Over time, Madison seems to have changed his mind about the supposed imperative of the federal veto and the supposed insufficiency of enumerating the prohibitions on state powers. The Constitution had successfully quashed the menace of paper money in the states. And the first time that the Supreme Court exercised its authority to strike down a state law, it was done to uphold the integrity of contracts. In Fletcher v. Peck (1810), the Court determined that the one of Georgia’s laws had run afoul of Section 10 when it violated the obligations of contracts; that law was therefore declared null and void. By 1833 he seems to have been completely won over by the efficacy of the Constitution as it was finally adopted:
It seems to be forgotten, that the abuses committed within the individual States previous to the present Constitution, by interested or misguided majorities, were among the prominent causes of [the Constitution’s] adoption, and particularly led to the provision contained in it which prohibits paper emissions and the violations of contracts, and which gives an appellate supremacy to the judicial department of the U.S.

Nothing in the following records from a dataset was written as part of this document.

//! pairing strategies (spec §4.3): pure functions over participant slices
//! that return round-construction instructions for the bracket engine to
//! materialize. None of these touch storage.

pub mod double_elim;
pub mod guaranteed;
pub mod round_robin;
pub mod single_elim;
pub mod standings;
pub mod swiss;
pub mod weight_aware;

use thiserror::Error;

use crate::model::{BracketLane, FighterId, LosersRoundKind, WeightClassId};

#[derive(Debug, Error, PartialEq, Eq)]
pub enum PairingError {
    #[error("bracket requires at least {minimum} participants, found {found}")]
    TooFewParticipants { minimum: usize, found: usize },
}

/// where one match slot's fighter comes from, expressed relative to the
/// bracket plan being built rather than a concrete stored id — the bracket
/// engine resolves `DependsOn` references to real `MatchId`s as it
/// materializes each round.
#[derive(Debug, Clone, Copy, PartialEq, Eq)]
pub enum SlotSource {
    Fighter(FighterId),
    DependsOn {
        round_index: usize,
        match_index: usize,
        requires_winner: bool,
    },
    /// unresolved: no fighter and no dependency (a genuine TBD slot, e.g. an
    /// advancement round waiting on a not-yet-known pool).
    Tbd,
}

#[derive(Debug, Clone, Copy, PartialEq, Eq)]
pub enum MatchPlanKind {
    Contested,
    /// auto-completed bye: the non-null slot wins immediately.
    Bye,
}

#[derive(Debug, Clone, PartialEq, Eq)]
pub struct MatchPlan {
    pub slot_a: SlotSource,
    pub slot_b: SlotSource,
    pub kind: MatchPlanKind,
    /// explicit weight-class override, set by weight-aware pairing (spec
    /// §4.3.6 "match weight-class assignment"); `None` means the engine
    /// falls back to the bracket's own `weight_class_id` at materialization.
    pub weight_class_id: Option<WeightClassId>,
}

impl MatchPlan {
    pub fn contested(a: SlotSource, b: SlotSource) -> Self {
        MatchPlan {
            slot_a: a,
            slot_b: b,
            kind: MatchPlanKind::Contested,
            weight_class_id: None,
        }
    }
    pub fn bye(a: SlotSource) -> Self {
        MatchPlan {
            slot_a: a,
            slot_b: SlotSource::Tbd,
            kind: MatchPlanKind::Bye,
            weight_class_id: None,
        }
    }
    pub fn with_weight_class(mut self, weight_class_id: Option<WeightClassId>) -> Self {
        self.weight_class_id = weight_class_id;
        self
    }
}

#[derive(Debug, Clone, Copy, PartialEq, Eq)]
pub enum RoundActivation {
    /// both slots of every match are already known; the round starts
    /// InProgress with matches Ready (or pre-completed byes).
    Active,
    /// dependencies aren't resolved yet; the round starts Pending.
    Pending,
}

#[derive(Debug, Clone, PartialEq, Eq)]
pub struct RoundPlan {
    pub display_name: String,
    pub lane: Option<BracketLane>,
    pub losers_kind: Option<LosersRoundKind>,
    pub feeds_from_winners: Option<u32>,
    pub activation: RoundActivation,
    pub matches: Vec<MatchPlan>,
}

#[derive(Debug, Clone, PartialEq, Eq)]
pub struct BracketPlan {
    pub rounds: Vec<RoundPlan>,
}

/// injected shuffle so `seeding_method = "random"` stays deterministic under
/// test (SPEC_FULL.md §2 ambient stack: `rand`, behind this seam).
pub trait Shuffler {
    fn shuffle<T>(&mut self, items: &mut [T]);
}

pub struct RandShuffler<R: rand::Rng>(pub R);

impl<R: rand::Rng> Shuffler for RandShuffler<R> {
    fn shuffle<T>(&mut self, items: &mut [T]) {
        use rand::seq::SliceRandom;
        items.shuffle(&mut self.0);
    }
}

/// no-op shuffler for tests that need deterministic input order even when
/// `seeding_method = "random"` is requested.
#[derive(Debug, Default, Clone, Copy)]
pub struct IdentityShuffler;

impl Shuffler for IdentityShuffler {
    fn shuffle<T>(&mut self, _items: &mut [T]) {}
}

/// rounds = ⌈log2 n⌉, shared by single-elim, double-elim (winners bracket),
/// and the Swiss default round count.
pub fn ceil_log2(n: usize) -> u32 {
    if n <= 1 {
        return 0;
    }
    let mut rounds = 0u32;
    let mut cap = 1usize;
    while cap < n {
        cap *= 2;
        rounds += 1;
    }
    rounds
}
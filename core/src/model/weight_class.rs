// weight class reference data (spec §3 WeightClass) and the closed rating
// track a weight class resolves to (spec §9 redesign: replaces attribute
// introspection with a closed tagged variant)

use serde::{Deserialize, Serialize};

use super::WeightClassId;

/// immutable reference data, seeded once; min/max bounds are inclusive and
/// either may be open (no lower/upper limit)
#[derive(Debug, Clone, PartialEq, Serialize, Deserialize)]
pub struct WeightClass {
    pub id: WeightClassId,
    pub name: String,
    pub min_lb: Option<u32>,
    pub max_lb: Option<u32>,
}

impl WeightClass {
    pub fn contains(&self, weight_lb: u32) -> bool {
        if let Some(min) = self.min_lb {
            if weight_lb < min {
                return false;
            }
        }
        if let Some(max) = self.max_lb {
            if weight_lb > max {
                return false;
            }
        }
        true
    }
}

/// the three rating tracks a fighter carries per-class ELO under (spec §4.1,
/// §9 "closed tagged variant `WeightClassTrack`")
#[derive(Debug, Clone, Copy, PartialEq, Eq, Hash, Serialize, Deserialize)]
#[serde(rename_all = "snake_case")]
pub enum WeightClassTrack {
    Lightweight,
    Middleweight,
    Heavyweight,
}

impl WeightClassTrack {
    /// maps a body weight onto one of the three rating tracks; used by the
    /// replay engine when a weight class carries no explicit track tag
    /// (DESIGN.md, rating tracks).
    pub fn from_weight_lb(weight_lb: u32) -> Self {
        if weight_lb <= 155 {
            WeightClassTrack::Lightweight
        } else if weight_lb <= 200 {
            WeightClassTrack::Middleweight
        } else {
            WeightClassTrack::Heavyweight
        }
    }

    pub const ALL: [WeightClassTrack; 3] = [
        WeightClassTrack::Lightweight,
        WeightClassTrack::Middleweight,
        WeightClassTrack::Heavyweight,
    ];
}

#[cfg(test)]
mod tests {
    use super::*;

    #[test]
    fn open_bounds_accept_any_weight_on_that_side() {
        let wc = WeightClass {
            id: uuid::Uuid::new_v4(),
            name: "Heavyweight".into(),
            min_lb: Some(206),
            max_lb: None,
        };
        assert!(wc.contains(500));
        assert!(!wc.contains(205));
    }

    #[test]
    fn track_thresholds() {
        assert_eq!(
            WeightClassTrack::from_weight_lb(145),
            WeightClassTrack::Lightweight
        );
        assert_eq!(
            WeightClassTrack::from_weight_lb(185),
            WeightClassTrack::Middleweight
        );
        assert_eq!(
            WeightClassTrack::from_weight_lb(230),
            WeightClassTrack::Heavyweight
        );
    }
}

In other words, the constitutional “patch” of state prohibitions, combined with the power of judicial review, was sufficient to mend the “hole” of improper state laws. Section 10, when enforced by the appellate supremacy of the federal judiciary, had prevented all the state abuses that Madison had previously named as examples of injustice: “Paper money, instalments of debts, occlusion of Courts, making property a legal tender.” And this remedy had the advantage of creating fewer inroads into the states’ sovereignty over their own laws.